##### MATERIAL PROVIDED

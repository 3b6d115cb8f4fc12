//! Account transfers.
//!
//! A transfer writes three rows: the record, the debit and the credit. All
//! three happen inside one database transaction, so a failure at any step
//! leaves every balance and the transfer table as they were.

use chrono::Utc;
use sea_orm::{ActiveValue, Condition, DatabaseTransaction, QueryFilter, QueryOrder, prelude::*};

use crate::{
    EngineError, ListOrder, ResultEngine, SortOrder, Transfer, TransferCmd, accounts, transfers,
    util::{ensure_positive, new_id, normalize_optional_text, today},
};

use super::{
    Engine,
    access::{not_found, require_owned},
    balances::apply_account_delta,
    with_tx,
};

fn ensure_active(account: &accounts::Model) -> ResultEngine<()> {
    if !account.is_active {
        return Err(EngineError::InvalidState(format!(
            "account '{}' is inactive",
            account.name
        )));
    }
    Ok(())
}

impl Engine {
    /// Move `cmd.amount` from one account to another.
    ///
    /// Rejected before any write when both sides are the same account or the
    /// amount is not positive. Inside the transaction both accounts must be
    /// owned by the user, active and in the same currency.
    pub async fn create_transfer(&self, cmd: TransferCmd) -> ResultEngine<Transfer> {
        if cmd.from_account_id == cmd.to_account_id {
            return Err(EngineError::InvalidInput(
                "fromAccountId and toAccountId must differ".to_string(),
            ));
        }
        ensure_positive(cmd.amount, "transfer amount")?;

        let transfer = self.record_transfer(cmd).await?;
        tracing::info!(
            transfer_id = %transfer.id,
            from = %transfer.from_account_id,
            to = %transfer.to_account_id,
            amount = transfer.amount,
            "transfer committed"
        );
        Ok(transfer)
    }

    async fn record_transfer(&self, cmd: TransferCmd) -> ResultEngine<Transfer> {
        with_tx!(self, |db_tx| {
            let from =
                require_owned::<accounts::Entity, _>(&db_tx, &cmd.from_account_id, &cmd.user_id)
                    .await?;
            let to = require_owned::<accounts::Entity, _>(&db_tx, &cmd.to_account_id, &cmd.user_id)
                .await?;
            ensure_active(&from)?;
            ensure_active(&to)?;
            if from.currency != to.currency {
                return Err(EngineError::CurrencyMismatch(format!(
                    "cannot transfer from {} to {}",
                    from.currency, to.currency
                )));
            }

            let record = transfers::ActiveModel {
                id: ActiveValue::Set(new_id()),
                user_id: ActiveValue::Set(cmd.user_id.clone()),
                from_account_id: ActiveValue::Set(from.id.clone()),
                to_account_id: ActiveValue::Set(to.id.clone()),
                amount: ActiveValue::Set(cmd.amount),
                description: ActiveValue::Set(normalize_optional_text(
                    cmd.description.as_deref(),
                )),
                date: ActiveValue::Set(cmd.date.unwrap_or_else(today)),
                created_at: ActiveValue::Set(Utc::now()),
            }
            .insert(&db_tx)
            .await?;

            apply_account_delta(&db_tx, &cmd.user_id, &from.id, -cmd.amount).await?;
            apply_account_delta(&db_tx, &cmd.user_id, &to.id, cmd.amount).await?;

            Transfer::try_from(record)
        })
    }

    /// Reverse a transfer: credit the source, debit the destination and
    /// delete the record, all or nothing.
    pub async fn delete_transfer(&self, user_id: &str, transfer_id: &str) -> ResultEngine<()> {
        with_tx!(self, |db_tx| {
            let record =
                require_owned::<transfers::Entity, _>(&db_tx, transfer_id, user_id).await?;
            reverse(&db_tx, user_id, &record).await?;
            tracing::info!(transfer_id, amount = record.amount, "transfer reversed");
            Ok(())
        })
    }

    pub async fn transfer(&self, user_id: &str, transfer_id: &str) -> ResultEngine<Transfer> {
        let model =
            require_owned::<transfers::Entity, _>(&self.database, transfer_id, user_id).await?;
        Transfer::try_from(model)
    }

    /// List transfers, optionally only those touching `account_id` on either
    /// side. Newest first by default.
    pub async fn list_transfers(
        &self,
        user_id: &str,
        account_id: Option<&str>,
        order: &ListOrder,
    ) -> ResultEngine<Vec<Transfer>> {
        let (column, direction) = transfers::FIELDS
            .order_by(order, (transfers::Column::Date, SortOrder::Desc))?;
        let mut query = transfers::Entity::find().filter(transfers::Column::UserId.eq(user_id));
        if let Some(account_id) = account_id {
            query = query.filter(
                Condition::any()
                    .add(transfers::Column::FromAccountId.eq(account_id))
                    .add(transfers::Column::ToAccountId.eq(account_id)),
            );
        }
        query
            .order_by(column, direction)
            .order_by_desc(transfers::Column::CreatedAt)
            .all(&self.database)
            .await?
            .into_iter()
            .map(Transfer::try_from)
            .collect()
    }
}

async fn reverse(
    db_tx: &DatabaseTransaction,
    user_id: &str,
    record: &transfers::Model,
) -> ResultEngine<()> {
    apply_account_delta(db_tx, user_id, &record.to_account_id, -record.amount).await?;
    apply_account_delta(db_tx, user_id, &record.from_account_id, record.amount).await?;
    let result = transfers::Entity::delete_many()
        .filter(transfers::Column::Id.eq(record.id.as_str()))
        .filter(transfers::Column::UserId.eq(user_id))
        .exec(db_tx)
        .await?;
    if result.rows_affected == 0 {
        return Err(not_found::<transfers::Entity>());
    }
    Ok(())
}
//! Sparse updates.
//!
//! A [`Patch`] collects only the fields a caller actually supplied. Each
//! entity exposes an enum of its updatable fields; the enum knows how to
//! validate itself and how to write itself onto the entity's active model, so
//! absent fields are never touched.

use crate::{EngineError, ResultEngine};

/// One updatable field of an entity, carrying its new value.
pub trait PatchField<A> {
    /// camelCase name of the field on the wire.
    fn name(&self) -> &'static str;

    /// Checks the new value before anything is written.
    fn validate(&self) -> ResultEngine<()> {
        Ok(())
    }

    /// Writes the value onto the active model.
    fn apply(self, model: &mut A);
}

/// Ordered set of field updates for a single row.
#[derive(Clone, Debug, PartialEq)]
pub struct Patch<F> {
    fields: Vec<F>,
}

impl<F> Default for Patch<F> {
    fn default() -> Self {
        Self { fields: Vec::new() }
    }
}

impl<F> Patch<F> {
    pub fn new() -> Self {
        Self::default()
    }

    pub fn set(mut self, field: F) -> Self {
        self.fields.push(field);
        self
    }

    /// Adds the field only when a value was supplied.
    pub fn maybe(self, field: Option<F>) -> Self {
        match field {
            Some(field) => self.set(field),
            None => self,
        }
    }

    pub fn is_empty(&self) -> bool {
        self.fields.is_empty()
    }

    pub fn len(&self) -> usize {
        self.fields.len()
    }

    pub fn fields(&self) -> impl Iterator<Item = &F> {
        self.fields.iter()
    }

    /// Rejects empty patches and invalid values.
    pub(crate) fn validate<A>(&self) -> ResultEngine<()>
    where
        F: PatchField<A>,
    {
        if self.is_empty() {
            return Err(EngineError::InvalidInput(
                "no updatable fields supplied".to_string(),
            ));
        }
        self.fields.iter().try_for_each(|field| field.validate())
    }

    /// Validates, then writes every field onto `model` in insertion order.
    pub(crate) fn apply_to<A>(self, model: &mut A) -> ResultEngine<()>
    where
        F: PatchField<A>,
    {
        self.validate::<A>()?;
        for field in self.fields {
            field.apply(model);
        }
        Ok(())
    }
}

#[cfg(test)]
mod tests {
    use super::*;

    #[derive(Debug, Default, PartialEq)]
    struct Draft {
        title: Option<String>,
        amount: Option<i64>,
    }

    #[derive(Clone, Debug, PartialEq)]
    enum DraftField {
        Title(String),
        Amount(i64),
    }

    impl PatchField<Draft> for DraftField {
        fn name(&self) -> &'static str {
            match self {
                Self::Title(_) => "title",
                Self::Amount(_) => "amount",
            }
        }

        fn validate(&self) -> ResultEngine<()> {
            match self {
                Self::Amount(amount) if *amount <= 0 => {
                    Err(EngineError::InvalidAmount("amount must be > 0".to_string()))
                }
                _ => Ok(()),
            }
        }

        fn apply(self, model: &mut Draft) {
            match self {
                Self::Title(title) => model.title = Some(title),
                Self::Amount(amount) => model.amount = Some(amount),
            }
        }
    }

    #[test]
    fn empty_patch_is_rejected() {
        let mut draft = Draft::default();
        let err = Patch::<DraftField>::new()
            .maybe(None)
            .apply_to(&mut draft)
            .unwrap_err();
        assert!(matches!(err, EngineError::InvalidInput(_)));
    }

    #[test]
    fn only_supplied_fields_are_written() {
        let mut draft = Draft::default();
        let patch = Patch::new()
            .maybe(None)
            .maybe(Some(DraftField::Title("rent".to_string())));
        assert_eq!(patch.len(), 1);
        assert_eq!(
            patch.fields().map(|field| field.name()).collect::<Vec<_>>(),
            vec!["title"]
        );

        patch.apply_to(&mut draft).unwrap();
        assert_eq!(
            draft,
            Draft {
                title: Some("rent".to_string()),
                amount: None
            }
        );
    }

    #[test]
    fn invalid_field_leaves_model_untouched() {
        let mut draft = Draft::default();
        let patch = Patch::new()
            .set(DraftField::Title("rent".to_string()))
            .set(DraftField::Amount(0));
        assert!(patch.apply_to(&mut draft).is_err());
        assert_eq!(draft, Draft::default());
    }
}
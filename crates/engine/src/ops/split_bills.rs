use chrono::Utc;
use sea_orm::{ActiveValue, ConnectionTrait, QueryFilter, QueryOrder, prelude::*, sea_query::Expr};

use crate::{
    EngineError, ListOrder, Patch, ResultEngine, SortOrder, SplitBill, SplitBillCmd,
    SplitBillField,
    split_bills::{self, even_shares, participants},
    util::{
        ensure_non_negative, ensure_positive, new_id, normalize_optional_text,
        normalize_required_name, today,
    },
};

use super::{
    Engine,
    access::require_owned,
    with_tx,
};

async fn load_participants<C: ConnectionTrait>(
    db: &C,
    bill_id: &str,
) -> ResultEngine<Vec<participants::Model>> {
    Ok(participants::Entity::find()
        .filter(participants::Column::SplitBillId.eq(bill_id))
        .order_by_asc(participants::Column::Name)
        .all(db)
        .await?)
}

impl Engine {
    /// Store a bill together with its participants.
    ///
    /// With `split_evenly` the total is divided over the participants and any
    /// amounts they carry are ignored.
    pub async fn create_split_bill(&self, cmd: SplitBillCmd) -> ResultEngine<SplitBill> {
        let title = normalize_required_name(&cmd.title, "split bill")?;
        ensure_positive(cmd.total_amount, "total amount")?;
        if cmd.split_evenly && cmd.participants.is_empty() {
            return Err(EngineError::InvalidInput(
                "an even split needs at least one participant".to_string(),
            ));
        }

        let mut people = Vec::with_capacity(cmd.participants.len());
        for participant in &cmd.participants {
            let name = normalize_required_name(&participant.name, "participant")?;
            let amount = participant.amount.unwrap_or(0);
            ensure_non_negative(amount, "participant amount")?;
            people.push((name, amount));
        }
        if cmd.split_evenly {
            let shares = even_shares(cmd.total_amount, people.len());
            for ((_, amount), share) in people.iter_mut().zip(shares) {
                *amount = share;
            }
        }

        let bill = with_tx!(self, |db_tx| {
            let bill = split_bills::ActiveModel {
                id: ActiveValue::Set(new_id()),
                user_id: ActiveValue::Set(cmd.user_id.clone()),
                title: ActiveValue::Set(title.clone()),
                total_amount: ActiveValue::Set(cmd.total_amount),
                date: ActiveValue::Set(cmd.date.unwrap_or_else(today)),
                description: ActiveValue::Set(normalize_optional_text(
                    cmd.description.as_deref(),
                )),
                created_at: ActiveValue::Set(Utc::now()),
            }
            .insert(&db_tx)
            .await?;

            let mut rows = Vec::with_capacity(people.len());
            for (name, amount) in &people {
                let row = participants::ActiveModel {
                    id: ActiveValue::Set(new_id()),
                    split_bill_id: ActiveValue::Set(bill.id.clone()),
                    name: ActiveValue::Set(name.clone()),
                    amount: ActiveValue::Set(*amount),
                    is_paid: ActiveValue::Set(false),
                    paid_date: ActiveValue::Set(None),
                }
                .insert(&db_tx)
                .await?;
                rows.push(row);
            }
            Ok(SplitBill::from((bill, rows)))
        })?;

        tracing::info!(
            split_bill_id = %bill.id,
            participants = bill.participants.len(),
            "split bill created"
        );
        Ok(bill)
    }

    pub async fn split_bill(&self, user_id: &str, bill_id: &str) -> ResultEngine<SplitBill> {
        let bill =
            require_owned::<split_bills::Entity, _>(&self.database, bill_id, user_id).await?;
        let rows = load_participants(&self.database, &bill.id).await?;
        Ok(SplitBill::from((bill, rows)))
    }

    /// List bills with their participants, newest date first by default.
    pub async fn list_split_bills(
        &self,
        user_id: &str,
        order: &ListOrder,
    ) -> ResultEngine<Vec<SplitBill>> {
        let (column, direction) = split_bills::FIELDS
            .order_by(order, (split_bills::Column::Date, SortOrder::Desc))?;
        let bills = split_bills::Entity::find()
            .filter(split_bills::Column::UserId.eq(user_id))
            .order_by(column, direction)
            .order_by_desc(split_bills::Column::CreatedAt)
            .find_with_related(participants::Entity)
            .all(&self.database)
            .await?;
        Ok(bills.into_iter().map(SplitBill::from).collect())
    }

    /// Update the bill itself. Participants are changed one at a time
    /// through [`Engine::set_participant_paid`].
    pub async fn update_split_bill(
        &self,
        user_id: &str,
        bill_id: &str,
        patch: Patch<SplitBillField>,
    ) -> ResultEngine<SplitBill> {
        let model =
            require_owned::<split_bills::Entity, _>(&self.database, bill_id, user_id).await?;
        let mut active: split_bills::ActiveModel = model.into();
        patch.apply_to(&mut active)?;
        let bill = active.update(&self.database).await?;
        let rows = load_participants(&self.database, &bill.id).await?;
        Ok(SplitBill::from((bill, rows)))
    }

    /// Flip the paid flag of one participant. Paying stamps today's date,
    /// unpaying clears it.
    pub async fn set_participant_paid(
        &self,
        user_id: &str,
        bill_id: &str,
        participant_id: &str,
        is_paid: bool,
    ) -> ResultEngine<SplitBill> {
        with_tx!(self, |db_tx| {
            let bill = require_owned::<split_bills::Entity, _>(&db_tx, bill_id, user_id).await?;
            let paid_date = is_paid.then(today);
            let result = participants::Entity::update_many()
                .col_expr(participants::Column::IsPaid, Expr::value(is_paid))
                .col_expr(participants::Column::PaidDate, Expr::value(paid_date))
                .filter(participants::Column::Id.eq(participant_id))
                .filter(participants::Column::SplitBillId.eq(bill_id))
                .exec(&db_tx)
                .await?;
            if result.rows_affected == 0 {
                return Err(EngineError::KeyNotFound(
                    "participant not exists".to_string(),
                ));
            }
            let rows = load_participants(&db_tx, &bill.id).await?;
            Ok(SplitBill::from((bill, rows)))
        })
    }

    /// Delete a bill and every participant row.
    pub async fn delete_split_bill(&self, user_id: &str, bill_id: &str) -> ResultEngine<()> {
        with_tx!(self, |db_tx| {
            let bill = require_owned::<split_bills::Entity, _>(&db_tx, bill_id, user_id).await?;
            participants::Entity::delete_many()
                .filter(participants::Column::SplitBillId.eq(bill.id.as_str()))
                .exec(&db_tx)
                .await?;
            split_bills::Entity::delete_by_id(bill.id).exec(&db_tx).await?;
            Ok(())
        })
    }
}
//! Monthly spending limits.

use chrono::{DateTime, Utc};
use sea_orm::entity::{ActiveValue, prelude::*};

use crate::{
    EngineError, FieldTable, PatchField, ResultEngine,
    ops::Owned,
    util::{ensure_month, ensure_non_negative},
};

/// A budget for one month. `category_id: None` is the whole-month budget
/// used by the status computation.
#[derive(Clone, Debug, PartialEq, Eq)]
pub struct Budget {
    pub id: String,
    pub user_id: String,
    pub category_id: Option<String>,
    pub amount: i64,
    pub month: u32,
    pub year: i32,
    pub created_at: DateTime<Utc>,
}

pub const FIELDS: FieldTable<Column> = FieldTable::new(
    "budget",
    &[
        ("id", "id", Column::Id),
        ("userId", "user_id", Column::UserId),
        ("categoryId", "category_id", Column::CategoryId),
        ("amount", "amount", Column::Amount),
        ("month", "month", Column::Month),
        ("year", "year", Column::Year),
        ("createdAt", "created_at", Column::CreatedAt),
    ],
);

#[derive(Clone, Debug, PartialEq, DeriveEntityModel)]
#[sea_orm(table_name = "budgets")]
pub struct Model {
    #[sea_orm(primary_key, auto_increment = false)]
    pub id: String,
    pub user_id: String,
    pub category_id: Option<String>,
    pub amount: i64,
    pub month: i32,
    pub year: i32,
    pub created_at: DateTimeUtc,
}

#[derive(Copy, Clone, Debug, EnumIter, DeriveRelation)]
pub enum Relation {}

impl ActiveModelBehavior for ActiveModel {}

impl Owned for Entity {
    const LABEL: &'static str = "budget";

    fn id_column() -> Column {
        Column::Id
    }

    fn owner_column() -> Column {
        Column::UserId
    }
}

impl TryFrom<Model> for Budget {
    type Error = EngineError;

    fn try_from(model: Model) -> ResultEngine<Self> {
        let month = u32::try_from(model.month)
            .map_err(|_| EngineError::InvalidInput(format!("invalid stored month {}", model.month)))?;
        ensure_month(month)?;
        Ok(Self {
            id: model.id,
            user_id: model.user_id,
            category_id: model.category_id,
            amount: model.amount,
            month,
            year: model.year,
            created_at: model.created_at,
        })
    }
}

#[derive(Clone, Debug, PartialEq)]
pub enum BudgetField {
    Amount(i64),
    Month(u32),
    Year(i32),
    CategoryId(Option<String>),
}

impl PatchField<ActiveModel> for BudgetField {
    fn name(&self) -> &'static str {
        match self {
            Self::Amount(_) => "amount",
            Self::Month(_) => "month",
            Self::Year(_) => "year",
            Self::CategoryId(_) => "categoryId",
        }
    }

    fn validate(&self) -> ResultEngine<()> {
        match self {
            Self::Amount(amount) => ensure_non_negative(*amount, "budget amount"),
            Self::Month(month) => ensure_month(*month),
            _ => Ok(()),
        }
    }

    fn apply(self, model: &mut ActiveModel) {
        match self {
            Self::Amount(amount) => model.amount = ActiveValue::Set(amount),
            // validated to 1..=12
            Self::Month(month) => model.month = ActiveValue::Set(month as i32),
            Self::Year(year) => model.year = ActiveValue::Set(year),
            Self::CategoryId(id) => model.category_id = ActiveValue::Set(id),
        }
    }
}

##########

:: EXERCISE DIRECTIONS ::
Set aside each line above that includes the string "Condition" and report it.

:: SOLUTION TO THIS EXERCISE ::
use sea_orm::{ActiveValue, Condition, DatabaseTransaction, QueryFilter, QueryOrder, prelude::*};
                Condition::any()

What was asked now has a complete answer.